Python function to heuristically interpret strings as dates
It's a bit late to tell the computer-pioneers in the middle of last century to use proper ISO-8601 format, so we have to interpret what they wrote as best we can.
This python function does a pretty good job at the material we have in our archives in Datamuseum.dk, by taking the same heuristic approach humans do: "53 can only be a year and 15 cannot be a month..." etc.
If no year can found, the function returns None, otherwise it returns a "YYYY[-MM[-DD]]" string with all unambigous information.
Any unambigous date will be interpreted correctly, including USAnian M/D/Y formats like "2/13/75".
Ambiguous strings "1/1/1960" will only return "1960", which is good enough to sort artifacts chronologically.
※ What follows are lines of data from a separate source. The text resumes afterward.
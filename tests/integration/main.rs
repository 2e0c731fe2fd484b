// tests/integration/main.rs
//! End-to-end signing and verification tests against the public API.

mod signatures;
//! Motion Integrator
//!
//! Integrates held movement keys into a smoothed velocity and turns that
//! velocity into a per-frame displacement.
//!
//! # Per-tick steps
//!
//! 1. Elapsed time is measured from the previous call, whatever that call did.
//! 2. On the first call or after a gap longer than [`MAX_DELTA`], both
//!    configured velocity components are zeroed and the displacement is zero.
//!    A configuration change zeroes the whole velocity, since the axes it
//!    previously drove may no longer be configured.
//! 3. Velocity decays by the configured [`DecayModel`](super::DecayModel).
//! 4. Held keys accelerate the configured axes.
//! 5. `velocity * dt` is rotated by the entity orientation (yaw, then pitch
//!    when flying, then roll).

use glam::{EulerRot, Quat, Vec3};

use super::WasdConfig;
use crate::input::{KeyState, MoveAction, MovementBindings};

/// Longest frame gap (seconds) that is integrated rather than treated as a reset.
pub const MAX_DELTA: f32 = 0.2;

/// Why a tick produced no motion.
#[derive(Debug, Clone, Copy, PartialEq, Eq)]
pub enum ResetReason {
    FirstTick,
    ConfigChanged,
    FrameGap,
}

/// Velocity state carried between frames.
#[derive(Debug, Clone)]
pub struct MotionIntegrator {
    /// Current velocity (units/s); ticks only write the two configured axes
    velocity: Vec3,
    /// Timestamp of the previous tick (seconds)
    prev_time: Option<f64>,
    /// Set by `mark_config_changed`, consumed by the next tick
    config_changed: bool,
    bindings: MovementBindings,
    last_reset: Option<ResetReason>,
}

impl Default for MotionIntegrator {
    fn default() -> Self {
        Self::new()
    }
}
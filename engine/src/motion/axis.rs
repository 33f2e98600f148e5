//! Spatial axis selection.

use std::fmt;
use std::str::FromStr;

use glam::Vec3;
use serde::{Deserialize, Serialize};

/// One of the three spatial axes a key pair can drive.
#[derive(Debug, Clone, Copy, PartialEq, Eq, Hash, Serialize, Deserialize)]
#[serde(rename_all = "lowercase")]
pub enum Axis {
    X,
    Y,
    Z,
}

impl Axis {
    pub const ALL: [Axis; 3] = [Axis::X, Axis::Y, Axis::Z];

    /// Mutable access to this axis' component of `v`.
    #[inline]
    pub fn component_mut(self, v: &mut Vec3) -> &mut f32 {
        match self {
            Axis::X => &mut v.x,
            Axis::Y => &mut v.y,
            Axis::Z => &mut v.z,
        }
    }

    pub fn as_str(self) -> &'static str {
        match self {
            Axis::X => "x",
            Axis::Y => "y",
            Axis::Z => "z",
        }
    }
}

impl fmt::Display for Axis {
    fn fmt(&self, f: &mut fmt::Formatter<'_>) -> fmt::Result {
        f.write_str(self.as_str())
    }
}

/// Error returned when parsing an axis name other than `x`, `y` or `z`.
#[derive(Debug, Clone, PartialEq, Eq, thiserror::Error)]
#[error("invalid axis {0:?}, expected one of x, y, z")]
pub struct ParseAxisError(pub String);

impl FromStr for Axis {
    type Err = ParseAxisError;

    fn from_str(s: &str) -> Result<Self, Self::Err> {
        Axis::ALL
            .into_iter()
            .find(|axis| axis.as_str() == s)
            .ok_or_else(|| ParseAxisError(s.to_owned()))
    }
}
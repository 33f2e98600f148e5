//! WASD Motion Engine
//!
//! Keyboard-driven movement for scene entities: held direction keys are
//! integrated into a smoothed velocity, and the velocity is turned into a
//! per-frame displacement relative to the entity's orientation.
//!
//! # Modules
//!
//! - [`input`] - Key event filtering, key resolution and pressed-key tracking
//! - [`motion`] - Configuration and the per-frame velocity integrator
//! - [`transform`] - Access to the driven entity's position and rotation
//! - [`component`] - `WasdControls`, tying the above to a host lifecycle
//!
//! # Example
//!
//! ```rust,ignore
//! use wasd_motion_engine::{RawKeyEvent, SimpleTransform, WasdConfig, WasdControls};
//!
//! let mut controls = WasdControls::new(WasdConfig::default());
//! let mut player = SimpleTransform::new();
//! controls.play();
//!
//! controls.on_key_down(&RawKeyEvent::with_code("KeyW"));
//! controls.tick(0.0, &mut player); // first tick only starts the clock
//! controls.tick(0.016, &mut player);
//! assert!(player.position.z < 0.0);
//! ```

pub mod component;
pub mod input;
pub mod motion;
pub mod transform;

// Re-export commonly used types
pub use component::{Lifecycle, WasdControls};
pub use input::{InputTracker, KeyState, RawKeyEvent};
pub use motion::{Axis, ConfigError, DecayModel, MotionIntegrator, WasdConfig};
pub use transform::{EntityTransform, SimpleTransform, apply_displacement};
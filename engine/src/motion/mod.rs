//! Motion Module
//!
//! Velocity integration for keyboard-driven movement.
//!
//! - [`WasdConfig`] - Tunables (easing, acceleration, axis selection, fly mode)
//! - [`Axis`] - Which spatial component a key pair drives
//! - [`MotionIntegrator`] - Per-frame decay, acceleration and displacement

pub mod axis;
pub mod config;
pub mod integrator;

pub use axis::{Axis, ParseAxisError};
pub use config::{ConfigError, DEFAULT_ACCELERATION, DEFAULT_EASING, DecayModel, WasdConfig};
pub use integrator::{MAX_DELTA, MotionIntegrator, ResetReason, movement_vector};
//! Input Module
//!
//! Platform-agnostic keyboard tracking for the movement controller.
//! Raw events from any source are filtered, resolved to canonical key
//! identifiers, and recorded as pressed/released state.
//!
//! # Example
//!
//! ```rust,ignore
//! use wasd_motion_engine::input::{InputTracker, RawKeyEvent};
//!
//! let mut tracker = InputTracker::new();
//!
//! tracker.on_key_down(&RawKeyEvent::with_code("KeyW"));
//! tracker.on_key_down(&RawKeyEvent::with_key_code(65)); // legacy code for KeyA
//! assert!(tracker.is_pressed("KeyW"));
//! assert!(tracker.is_pressed("KeyA"));
//!
//! // Focus lost
//! tracker.reset();
//! ```

pub mod bindings;
pub mod key_event;
pub mod keyboard;
pub mod shared;
pub mod tracker;

// Re-export commonly used types at module level
pub use bindings::{DefaultKeyTable, LegacyKeyTable, MoveAction, MovementBindings};
pub use key_event::{CapturePredicate, DefaultCapturePredicate, EventTarget, RawKeyEvent};
pub use keyboard::{KeyState, KeyStore, ModifierState};
pub use shared::SharedKeyState;
pub use tracker::InputTracker;
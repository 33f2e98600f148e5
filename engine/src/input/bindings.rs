//! Input Bindings Module
//!
//! Maps key identifiers to the four movement actions, and resolves legacy
//! numeric key codes to identifiers for event sources that do not report
//! physical key names.

use std::collections::HashMap;

use super::KeyState;

/// Logical movement actions read by the motion integrator.
#[derive(Debug, Clone, Copy, PartialEq, Eq, Hash)]
pub enum MoveAction {
    /// Move forward (W / ArrowUp)
    Forward,
    /// Move backward (S / ArrowDown)
    Back,
    /// Strafe left (A / ArrowLeft)
    Left,
    /// Strafe right (D / ArrowRight)
    Right,
}

/// Key identifiers that trigger each movement action.
#[derive(Debug, Clone, PartialEq, Eq)]
pub struct MovementBindings {
    pub forward: Vec<String>,
    pub back: Vec<String>,
    pub left: Vec<String>,
    pub right: Vec<String>,
}

impl Default for MovementBindings {
    fn default() -> Self {
        fn keys(codes: &[&str]) -> Vec<String> {
            codes.iter().map(|code| (*code).to_owned()).collect()
        }

        Self {
            forward: keys(&["KeyW", "ArrowUp"]),
            back: keys(&["KeyS", "ArrowDown"]),
            left: keys(&["KeyA", "ArrowLeft"]),
            right: keys(&["KeyD", "ArrowRight"]),
        }
    }
}

impl MovementBindings {
    /// Key identifiers bound to `action`.
    pub fn keys_for(&self, action: MoveAction) -> &[String] {
        match action {
            MoveAction::Forward => &self.forward,
            MoveAction::Back => &self.back,
            MoveAction::Left => &self.left,
            MoveAction::Right => &self.right,
        }
    }

    /// Check if any key bound to `action` is held.
    pub fn is_action_pressed(&self, action: MoveAction, keys: &KeyState) -> bool {
        self.keys_for(action).iter().any(|code| keys.is_pressed(code))
    }
}

/// Resolves a legacy numeric key code to a key identifier.
pub trait LegacyKeyTable {
    fn lookup(&self, key_code: u32) -> Option<&str>;
}

/// Legacy codes for the movement keys.
#[derive(Debug, Clone)]
pub struct DefaultKeyTable {
    codes: HashMap<u32, &'static str>,
}

impl Default for DefaultKeyTable {
    fn default() -> Self {
        let codes = HashMap::from([
            (37, "ArrowLeft"),
            (38, "ArrowUp"),
            (39, "ArrowRight"),
            (40, "ArrowDown"),
            (65, "KeyA"),
            (68, "KeyD"),
            (83, "KeyS"),
            (87, "KeyW"),
        ]);
        Self { codes }
    }
}

impl LegacyKeyTable for DefaultKeyTable {
    fn lookup(&self, key_code: u32) -> Option<&str> {
        self.codes.get(&key_code).copied()
    }
}

impl LegacyKeyTable for HashMap<u32, String> {
    fn lookup(&self, key_code: u32) -> Option<&str> {
        self.get(&key_code).map(String::as_str)
    }
}
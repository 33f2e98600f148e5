//! Input Tracker
//!
//! Turns raw key events into key store updates. The tracker is the only
//! writer of key state; the motion integrator reads it once per frame.
//!
//! The store defaults to an owned [`KeyState`]. Event sources on another
//! thread use [`InputTracker::with_store`] over a
//! [`SharedKeyState`](super::SharedKeyState).

use super::{
    CapturePredicate, DefaultCapturePredicate, DefaultKeyTable, KeyState, KeyStore,
    LegacyKeyTable, RawKeyEvent,
};

/// Tracks which keys are held, filtered through a capture predicate and
/// resolved through a legacy key table.
#[derive(Debug, Clone)]
pub struct InputTracker<P = DefaultCapturePredicate, T = DefaultKeyTable, S = KeyState> {
    keys: S,
    predicate: P,
    table: T,
}

impl Default for InputTracker {
    fn default() -> Self {
        Self::new()
    }
}

impl InputTracker {
    /// Tracker with the default predicate and key table.
    pub fn new() -> Self {
        Self::with_collaborators(DefaultCapturePredicate, DefaultKeyTable::default())
    }
}

impl<P: CapturePredicate, T: LegacyKeyTable> InputTracker<P, T> {
    /// Tracker with a custom capture predicate and legacy key table.
    pub fn with_collaborators(predicate: P, table: T) -> Self {
        Self::with_store(predicate, table, KeyState::new())
    }

    /// Current key state.
    pub fn keys(&self) -> &KeyState {
        &self.keys
    }

    /// Whether `code` is currently held.
    pub fn is_pressed(&self, code: &str) -> bool {
        self.keys.is_pressed(code)
    }
}

impl<P: CapturePredicate, T: LegacyKeyTable, S: KeyStore> InputTracker<P, T, S> {
    /// Tracker writing into `store` instead of an owned [`KeyState`].
    pub fn with_store(predicate: P, table: T, store: S) -> Self {
        Self {
            keys: store,
            predicate,
            table,
        }
    }

    /// Handle a key press.
    pub fn on_key_down(&mut self, event: &RawKeyEvent) {
        self.apply(event, true);
    }

    /// Handle a key release.
    pub fn on_key_up(&mut self, event: &RawKeyEvent) {
        self.apply(event, false);
    }

    /// Forget every held key (blur / pause).
    pub fn reset(&mut self) {
        self.keys.clear_keys();
    }

    /// Resolve the canonical identifier for an event.
    ///
    /// A non-empty native identifier wins; otherwise the legacy code is
    /// looked up in the table.
    pub fn resolve<'a>(&'a self, event: &'a RawKeyEvent) -> Option<&'a str> {
        match event.code.as_deref() {
            Some(code) if !code.is_empty() => Some(code),
            _ => event.key_code.and_then(|key_code| self.table.lookup(key_code)),
        }
    }

    fn apply(&mut self, event: &RawKeyEvent, pressed: bool) {
        if !self.predicate.should_capture(event) {
            return;
        }
        let Some(code) = self.resolve(event).map(str::to_owned) else {
            log::trace!("ignoring unresolvable key event {event:?}");
            return;
        };
        self.keys.set_key(&code, pressed);
    }
}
The script can also be used interactively or as filter.
The code makes the following cultural assumptions:
-
The textual names of the months. Add to the MONTHS array if your language is not Danish or English.
-
Dates written with exactly two "." or '-' separators are in either DMY or YMD format.
-
Two digit years were only used [1932-1999]
-
All dates are historical (See: YEAR_HIGH)
-
Where multiple years or months are found, the first is used. (Ie: "Dec/Jan 84-85" returns "1984-12"
Enjoy,
Poul-Henning